So, it was something of a culture shock when I tried C# for the first time. I was all Dim MyString As String, when I needed to be String myString;. Still, it’s only words and it’s not like they ever got anyone in trouble, right?
I haven’t written game code for a few years and I’m enjoying the mental challenge that the switch entails. There’s game state management to consider, and it’s all OOP based, and 60fps at 720p and goodness knows what else.
But mostly there’s nothing that gets my creative juices going like trying to make code work. I’m abuzz now we’ve settled on the mechanic and I can start to code it. We haven’t settled on a structured methodology for development, but here’s a few of my favourites we could try:
RAD: Really Arsey Development. You know the sort, when a co-developer refuses to help debug your code because you’ve indented to 3 characters and not 4.

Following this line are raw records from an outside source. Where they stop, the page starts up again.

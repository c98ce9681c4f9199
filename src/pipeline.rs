//! Token operations exposed over HTTP.
//!
//! [`TokenService`] owns the ledger handle injected at startup and runs every request as
//! an independent, single attempt:
//!
//! ```text
//! READ_DECIMALS -> PARSE_AMOUNT -> CHECK_PRECONDITION -> SIMULATE -> SUBMIT -> AWAIT_CONFIRMATION
//! ```
//!
//! Any failure stops the sequence and is classified once into a [`TokenError`]. A
//! transaction that is mined but reverted is not a failure: it yields an outcome with
//! `success: false`.

use alloy::primitives::Address;
use std::sync::Arc;
use tracing::instrument;

use crate::amount::{self, Amount, Decimals, format_units, parse_units};
use crate::error::{Stage, TokenError};
use crate::ledger::{ConfirmationStatus, Ledger, LedgerError, TokenCall};
use crate::types::{
    ApproveRequest, BalanceResponse, EvmAddress, TokenInfoResponse, TransactionOutcome,
    TransferFromRequest,
};

/// Per-process knobs for the write path, taken from the `[transaction]` config section.
#[derive(Debug, Clone, Copy, PartialEq, Eq)]
pub struct PipelineSettings {
    /// Blocks required on top of the including block before an outcome is reported.
    pub confirmations: u64,
    /// Read the allowance before simulating a delegated transfer and fail fast when it is
    /// too small. The ledger re-checks it either way.
    pub allowance_precheck: bool,
}

impl Default for PipelineSettings {
    fn default() -> Self {
        Self {
            confirmations: 1,
            allowance_precheck: true,
        }
    }
}

/// Runs token reads and writes against one injected [`Ledger`].
pub struct TokenService<L> {
    ledger: Arc<L>,
    settings: PipelineSettings,
}

impl<L> Clone for TokenService<L> {
    fn clone(&self) -> Self {
        Self {
            ledger: Arc::clone(&self.ledger),
            settings: self.settings,
        }
    }
}

impl<L: Ledger> TokenService<L> {
    pub fn new(ledger: Arc<L>, settings: PipelineSettings) -> Self {
        Self { ledger, settings }
    }

    pub fn ledger(&self) -> &L {
        &self.ledger
    }

    pub fn settings(&self) -> PipelineSettings {
        self.settings
    }

    /// Name, symbol, decimals and the current total supply.
    ///
    /// Metadata is not cached: total supply can change between requests.
    #[instrument(skip_all)]
    pub async fn token_info(&self) -> Result<TokenInfoResponse, TokenError> {
        let ledger = self.ledger.as_ref();
        let (name, symbol, total_supply, decimals) = tokio::try_join!(
            ledger.name(),
            ledger.symbol(),
            ledger.total_supply(),
            ledger.decimals(),
        )
        .map_err(|e| fail(Stage::TokenInfo, e))?;

        let total_supply = format_units(total_supply, decimals);
        tracing::info!(%name, %symbol, %total_supply, decimals, "token info fetched");
        Ok(TokenInfoResponse {
            name,
            symbol,
            total_supply,
            decimals,
        })
    }

    /// Formatted balance of `address`; the zero address is a valid account here.
    #[instrument(skip_all, fields(address = %address))]
    pub async fn balance(&self, address: &str) -> Result<BalanceResponse, TokenError> {
        let account = parse_address("address", address, false)?;
        let ledger = self.ledger.as_ref();
        let (balance, decimals) = tokio::try_join!(ledger.balance_of(account), ledger.decimals())
            .map_err(|e| fail(Stage::Balance, e))?;

        let balance = format_units(balance, decimals);
        tracing::info!(%balance, "balance fetched");
        Ok(BalanceResponse { balance })
    }

    /// Move `amount` tokens from `from` to `to` using the allowance `from` granted to the
    /// gateway's signer.
    #[instrument(skip_all, fields(
        from = %request.from,
        to = %request.to,
        amount = %request.amount,
    ))]
    pub async fn transfer_from(
        &self,
        request: &TransferFromRequest,
    ) -> Result<TransactionOutcome, TokenError> {
        let from = parse_address("from", &request.from, true)?;
        let to = parse_address("to", &request.to, true)?;
        let amount = self.read_amount(&request.amount).await?;

        let signer = self.ledger.signer();
        if self.settings.allowance_precheck {
            self.assert_enough_allowance(from, signer, &amount, &request.amount)
                .await?;
        }

        self.execute(TokenCall::TransferFrom {
            from,
            to,
            amount: amount.raw(),
        })
        .await
    }

    /// Let `spender` move up to `amount` of the signer's tokens.
    #[instrument(skip_all, fields(spender = %request.spender, amount = %request.amount))]
    pub async fn approve(&self, request: &ApproveRequest) -> Result<TransactionOutcome, TokenError> {
        let spender = parse_address("spender", &request.spender, true)?;
        let amount = self.read_amount(&request.amount).await?;
        self.execute(TokenCall::Approve {
            spender,
            amount: amount.raw(),
        })
        .await
    }

    /// Reject malformed input locally, then parse at the token's precision.
    async fn read_amount(&self, value: &str) -> Result<Amount, TokenError> {
        amount::check_decimal(value).map_err(|e| TokenError::malformed_amount(&e))?;
        let decimals: Decimals = self
            .ledger
            .decimals()
            .await
            .map_err(|e| fail(Stage::ReadDecimals, e))?;
        let amount = parse_units(value, decimals).map_err(|e| {
            tracing::warn!(error = %e, "amount rejected");
            TokenError::malformed_amount(&e)
        })?;
        tracing::debug!(raw = %amount.raw(), decimals, "amount parsed");
        Ok(amount)
    }

    #[instrument(skip_all, fields(owner = %owner, spender = %spender))]
    async fn assert_enough_allowance(
        &self,
        owner: Address,
        spender: Address,
        required: &Amount,
        requested: &str,
    ) -> Result<(), TokenError> {
        let raw = self
            .ledger
            .allowance(owner, spender)
            .await
            .map_err(|e| fail(Stage::CheckPrecondition, e))?;
        let allowance = Amount::from_raw(raw, required.decimals());
        tracing::info!(%allowance, unlimited = allowance.is_unlimited(), "current allowance");

        if allowance.covers(required) == Some(true) {
            return Ok(());
        }
        tracing::warn!(
            available = %allowance.raw(),
            required = %required.raw(),
            "insufficient allowance"
        );
        Err(TokenError::insufficient_allowance(spender, requested, owner))
    }

    /// Simulate, submit and wait: the three-phase write.
    async fn execute(&self, call: TokenCall) -> Result<TransactionOutcome, TokenError> {
        let function = call.function_name();
        let ledger = self.ledger.as_ref();

        tracing::info!(function, "simulating transaction");
        let plan = ledger
            .simulate(call)
            .await
            .map_err(|e| fail(Stage::Simulate, e))?;

        let transaction_hash = ledger
            .submit(plan)
            .await
            .map_err(|e| fail(Stage::Submit, e))?;
        tracing::info!(function, %transaction_hash, "transaction sent, waiting for confirmation");

        let confirmation = ledger
            .await_confirmation(transaction_hash, self.settings.confirmations)
            .await
            .map_err(|e| fail(Stage::AwaitConfirmation, e))?;

        let success = confirmation.status == ConfirmationStatus::Success;
        if success {
            tracing::info!(
                function,
                %transaction_hash,
                block_number = confirmation.block_number,
                "transaction confirmed"
            );
        } else {
            tracing::warn!(
                function,
                %transaction_hash,
                block_number = confirmation.block_number,
                "transaction reverted on-chain"
            );
        }
        Ok(TransactionOutcome {
            success,
            transaction_hash: confirmation.transaction_hash,
            block_number: confirmation.block_number.to_string(),
        })
    }
}

fn parse_address(field: &str, value: &str, mutating: bool) -> Result<Address, TokenError> {
    let address: EvmAddress = value
        .parse()
        .map_err(|_| TokenError::invalid_address(field))?;
    if mutating && address.is_zero() {
        return Err(TokenError::zero_address(field));
    }
    Ok(address.into())
}

fn fail(stage: Stage, error: LedgerError) -> TokenError {
    let classified = TokenError::classify(stage, &error);
    tracing::error!(
        %stage,
        error = %error,
        code = %classified.code,
        "token operation failed"
    );
    classified
}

AGILE: All Great Ideas Leave Eventually. Like scope-creep in reverse, where all your hard work and creativity is sacrificed to ship a generically bland shooter instead.
SCRUM: Scope Creep Rampant Under Management. This is like AGILE, but it’s where incompetent managers try to cram irrelevant features into a perfectly working product and it’s 2 weeks until shipping time.
DSDM: Don’t Save, Don’t Matter. Spend 8 hours working on a piece of code and deliberately don’t save it because you know you’ll be redundant tomorrow when the publisher pulls the plug on an eminently sellable masterpiece.
I’ll let you know when we decide.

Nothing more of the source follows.